Problem to solve = The lines below are to be quoted exactly, from the first through the one that contains "#[derive(Debug, Clone, Default, Serialize)]".
[[ Extracted entries open ]]
use super::de_string_or_number;
use crate::order::OrderStatus;
use derive_more::Constructor;
use reqwest::Method;
use rotator_integration::protocol::http::rest::RestRequest;
use rust_decimal::Decimal;
use serde::{Deserialize, Serialize};
use serde_with::{DisplayFromStr, serde_as, skip_serializing_none};
use smol_str::SmolStr;
use std::borrow::Cow;

/// `GET /sapi/v1/convert/orderStatus` (SIGNED, weight 100).
///
/// Exactly one of `orderId` / `quoteId` must be supplied; the client enforces
/// this before building the request.
#[derive(Debug, Clone, Constructor)]
pub struct GetOrderStatus(pub OrderStatusParams);

impl RestRequest for GetOrderStatus {
    type Response = OrderStatusResponse;
    type QueryParams = OrderStatusParams;
    type Body = ();

    fn path(&self) -> Cow<'static, str> {
        "/sapi/v1/convert/orderStatus".into()
    }

    fn method() -> Method {
        Method::GET
    }

    fn query_params(&self) -> Option<&Self::QueryParams> {
        Some(&self.0)
    }

    fn weight(&self) -> u32 {
        100
    }
}

#[skip_serializing_none]
#[derive(Debug, Clone, Default, Serialize)]
pub struct OrderStatusParams {
    #[serde(rename = "orderId")]
    pub order_id: Option<String>,
    #[serde(rename = "quoteId")]
    pub quote_id: Option<String>,
}

#[serde_as]
#[derive(Debug, Clone, Deserialize)]
pub struct OrderStatusResponse {
    #[serde(rename = "orderId", deserialize_with = "de_string_or_number")]
    pub order_id: String,

    #[serde(rename = "orderStatus")]
    pub order_status: OrderStatus,

    #[serde(rename = "quoteId", default)]
    pub quote_id: Option<String>,

    #[serde(rename = "fromAsset")]
    pub from_asset: SmolStr,

    #[serde_as(as = "DisplayFromStr")]
    #[serde(rename = "fromAmount")]
    pub from_amount: Decimal,

    #[serde(rename = "toAsset")]
    pub to_asset: SmolStr,

    #[serde_as(as = "DisplayFromStr")]
    #[serde(rename = "toAmount")]
    pub to_amount: Decimal,

    #[serde_as(as = "DisplayFromStr")]
    pub ratio: Decimal,

    #[serde(rename = "createTime")]
    pub create_time: i64,
}

#[cfg(test)]
mod tests {
    use super::*;
    use rust_decimal_macros::dec;

    mod de {
        use super::*;

        #[test]
        fn test_order_status_response() {
            let raw = r#"{
                "orderId": 933256278426274426,
                "orderStatus": "SUCCESS",
                "fromAsset": "BTC",
                "fromAmount": "0.1",
                "toAsset": "USDT",
                "toAmount": "3816.37",
                "ratio": "38163.7",
                "inverseRatio": "0.0000262",
                "createTime": 1623381330472
            }"#;

            let order = serde_json::from_str::<OrderStatusResponse>(raw).unwrap();
            assert_eq!(order.order_id, "933256278426274426");
            assert_eq!(order.order_status, OrderStatus::Success);
            assert_eq!(order.from_amount, dec!(0.1));
            assert_eq!(order.quote_id, None);
        }

        #[test]
        fn test_in_flight_status() {
            let raw = r#"{
                "orderId": "1",
                "orderStatus": "PROCESS",
                "quoteId": "q1",
                "fromAsset": "USDT",
                "fromAmount": "100",
                "toAsset": "BTC",
                "toAmount": "0.0026",
                "ratio": "0.000026",
                "createTime": 1623381330472
            }"#;

            let order = serde_json::from_str::<OrderStatusResponse>(raw).unwrap();
            assert!(!order.order_status.is_terminal());
            assert_eq!(order.quote_id.as_deref(), Some("q1"));
        }
    }
}
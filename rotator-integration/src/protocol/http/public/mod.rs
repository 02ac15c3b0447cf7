use super::BuildStrategy;
use crate::error::TransportError;
use crate::protocol::http::rest::RestRequest;

/// [`RestRequest`] [`BuildStrategy`] that builds a non-authenticated Http request with no
/// headers, attaching any query parameters and JSON body the request provides.
#[derive(Debug, Copy, Clone)]
pub struct PublicNoHeaders;

impl BuildStrategy for PublicNoHeaders {
    fn build<Request>(
        &self,
        request: &Request,
        mut builder: reqwest::RequestBuilder,
    ) -> Result<reqwest::Request, TransportError>
    where
        Request: RestRequest,
    {
        if let Some(query_params) = request.query_params() {
            builder = builder.query(query_params);
        }

        if let Some(body) = request.body() {
            builder = builder.json(body);
        }

        builder.build().map_err(TransportError::from)
    }
}
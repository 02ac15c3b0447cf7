//! # Rotator
//! Scheduled rebalancing loop over a centralized exchange's Convert facility.
//! Each region-scoped run walks `pre-analyze -> analyze -> trade -> guard`
//! under an exclusive lock: snapshot holdings and convertibility, rank
//! candidate targets from market data, diff desired vs. actual allocation into
//! swap actions, settle them through the signed Convert gateway, and enforce
//! the drawdown stop.

/// Application errors.
pub mod error;

/// Asset symbol normalization (leveraged-token suffixes, Earn wrappers).
pub mod asset;

/// Convert route resolution over the venue pair table.
pub mod route;

/// Candidate scoring and shortlisting.
pub mod ranker;

/// Target allocation and rebalance diffing.
pub mod planner;

/// Durable position state with per-asset and portfolio peaks.
pub mod position;

/// Drawdown stop policy.
pub mod guard;

/// Region windows, startup jitter and the per-region exclusive lock.
pub mod scheduler;

/// Read-once process configuration.
pub mod config;

/// Tracing subscriber setup and the per-day artifact directory.
pub mod logging;

/// CSV / JSON audit artifact writers.
pub mod report;

/// Phase orchestration wiring the gateways, strategy and persistence together.
pub mod app;
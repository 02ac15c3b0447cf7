use crate::error::{ApiError, ClientError};
use rotator_integration::{
    error::TransportError,
    protocol::http::{HttpParser, Recovery},
};
use serde::{Deserialize, Serialize};

/// Parses Binance REST payloads: successful responses deserialise into the
/// request's `Response`, failures into the `{code, msg}` error body which is
/// then mapped onto the [`ApiError`] taxonomy driving retry / skip decisions.
#[derive(Debug, Clone)]
pub struct BinanceParser;

#[derive(Debug, Clone, Deserialize, Serialize)]
pub struct BinanceHttpError {
    pub code: i64,
    pub msg: String,
}

impl BinanceParser {
    fn classify(error: BinanceHttpError) -> ApiError {
        let BinanceHttpError { code, msg } = error;
        let lower = msg.to_ascii_lowercase();

        match code {
            -1003 => ApiError::RateLimited(msg),
            -1021 => ApiError::ClockSkew(msg),
            -1022 => ApiError::SignatureInvalid(msg),
            -1102 => ApiError::MissingParameter(msg),
            -1111 => ApiError::InvalidParameter(msg),
            -2015 => ApiError::PermissionDenied(msg),
            -2010 => ApiError::InsufficientBalance(msg),
            345239 => ApiError::QuotaExhausted(msg),
            _ if lower.contains("hourly") || lower.contains("daily limit") => {
                ApiError::QuotaExhausted(msg)
            }
            _ if lower.contains("quote") && (lower.contains("expire") || lower.contains("invalid")) => {
                ApiError::QuoteExpired(msg)
            }
            // Convert business rejections share the 345xxx block (below
            // minimum, above maximum, pair suspended, asset delisted).
            code if (345000..346000).contains(&code) => ApiError::BusinessRule { code, msg },
            -2011 => ApiError::BusinessRule { code, msg },
            code => ApiError::Other { code, msg },
        }
    }
}

impl HttpParser for BinanceParser {
    type ApiError = BinanceHttpError;
    type OutputError = ClientError;

    fn parse_api_error(
        &self,
        _status: reqwest::StatusCode,
        error: Self::ApiError,
    ) -> Self::OutputError {
        ClientError::Api(Self::classify(error))
    }

    fn recovery(&self, error: &Self::OutputError) -> Recovery {
        match error {
            ClientError::Connectivity(transport) if transport.is_transient() => Recovery::Retry,
            ClientError::Api(ApiError::RateLimited(_)) => Recovery::Retry,
            ClientError::Api(ApiError::ClockSkew(_)) => Recovery::SyncClockAndRetry,
            _ => Recovery::Abort,
        }
    }

    fn is_rate_violation(&self, error: &Self::OutputError) -> bool {
        match error {
            ClientError::Api(ApiError::RateLimited(_)) => true,
            ClientError::Connectivity(TransportError::HttpResponse(status, _)) => {
                status.as_u16() == 429 || status.as_u16() == 418
            }
            _ => false,
        }
    }
}

#[cfg(test)]
mod tests {
    use super::*;

    fn classify(code: i64, msg: &str) -> ApiError {
        BinanceParser::classify(BinanceHttpError {
            code,
            msg: msg.to_string(),
        })
    }

    #[test]
    fn test_code_taxonomy() {
        assert!(matches!(classify(-1003, "too many"), ApiError::RateLimited(_)));
        assert!(matches!(classify(-1021, "ahead of time"), ApiError::ClockSkew(_)));
        assert!(matches!(
            classify(-1022, "bad signature"),
            ApiError::SignatureInvalid(_)
        ));
        assert!(matches!(
            classify(-1102, "param missing"),
            ApiError::MissingParameter(_)
        ));
        assert!(matches!(
            classify(-2015, "invalid api-key"),
            ApiError::PermissionDenied(_)
        ));
        assert!(matches!(
            classify(345239, "limit reached"),
            ApiError::QuotaExhausted(_)
        ));
        assert!(matches!(
            classify(100001, "hourly convert limit"),
            ApiError::QuotaExhausted(_)
        ));
        assert!(matches!(
            classify(100002, "Quote expired, please requote"),
            ApiError::QuoteExpired(_)
        ));
        assert!(matches!(
            classify(345233, "amount below minimum"),
            ApiError::BusinessRule { code: 345233, .. }
        ));
    }

    #[test]
    fn test_recovery_classes() {
        let parser = BinanceParser;

        let retry = ClientError::Api(ApiError::RateLimited("slow down".into()));
        assert_eq!(parser.recovery(&retry), Recovery::Retry);
        assert!(parser.is_rate_violation(&retry));

        let skew = ClientError::Api(ApiError::ClockSkew("outside window".into()));
        assert_eq!(parser.recovery(&skew), Recovery::SyncClockAndRetry);

        let fatal = ClientError::Api(ApiError::SignatureInvalid("nope".into()));
        assert_eq!(parser.recovery(&fatal), Recovery::Abort);

        let business = ClientError::Api(ApiError::BusinessRule {
            code: 345233,
            msg: "below min".into(),
        });
        assert_eq!(parser.recovery(&business), Recovery::Abort);
    }
}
[[ Extracted entries closed ]]
Output =
use super::de_string_or_number;
use crate::order::OrderStatus;
use derive_more::Constructor;
use reqwest::Method;
use rotator_integration::protocol::http::rest::RestRequest;
use rust_decimal::Decimal;
use serde::{Deserialize, Serialize};
use serde_with::{DisplayFromStr, serde_as, skip_serializing_none};
use smol_str::SmolStr;
use std::borrow::Cow;

/// `GET /sapi/v1/convert/orderStatus` (SIGNED, weight 100).
///
/// Exactly one of `orderId` / `quoteId` must be supplied; the client enforces
/// this before building the request.
#[derive(Debug, Clone, Constructor)]
pub struct GetOrderStatus(pub OrderStatusParams);

impl RestRequest for GetOrderStatus {
    type Response = OrderStatusResponse;
    type QueryParams = OrderStatusParams;
    type Body = ();

    fn path(&self) -> Cow<'static, str> {
        "/sapi/v1/convert/orderStatus".into()
    }

    fn method() -> Method {
        Method::GET
    }

    fn query_params(&self) -> Option<&Self::QueryParams> {
        Some(&self.0)
    }

    fn weight(&self) -> u32 {
        100
    }
}

#[skip_serializing_none]
#[derive(Debug, Clone, Default, Serialize)]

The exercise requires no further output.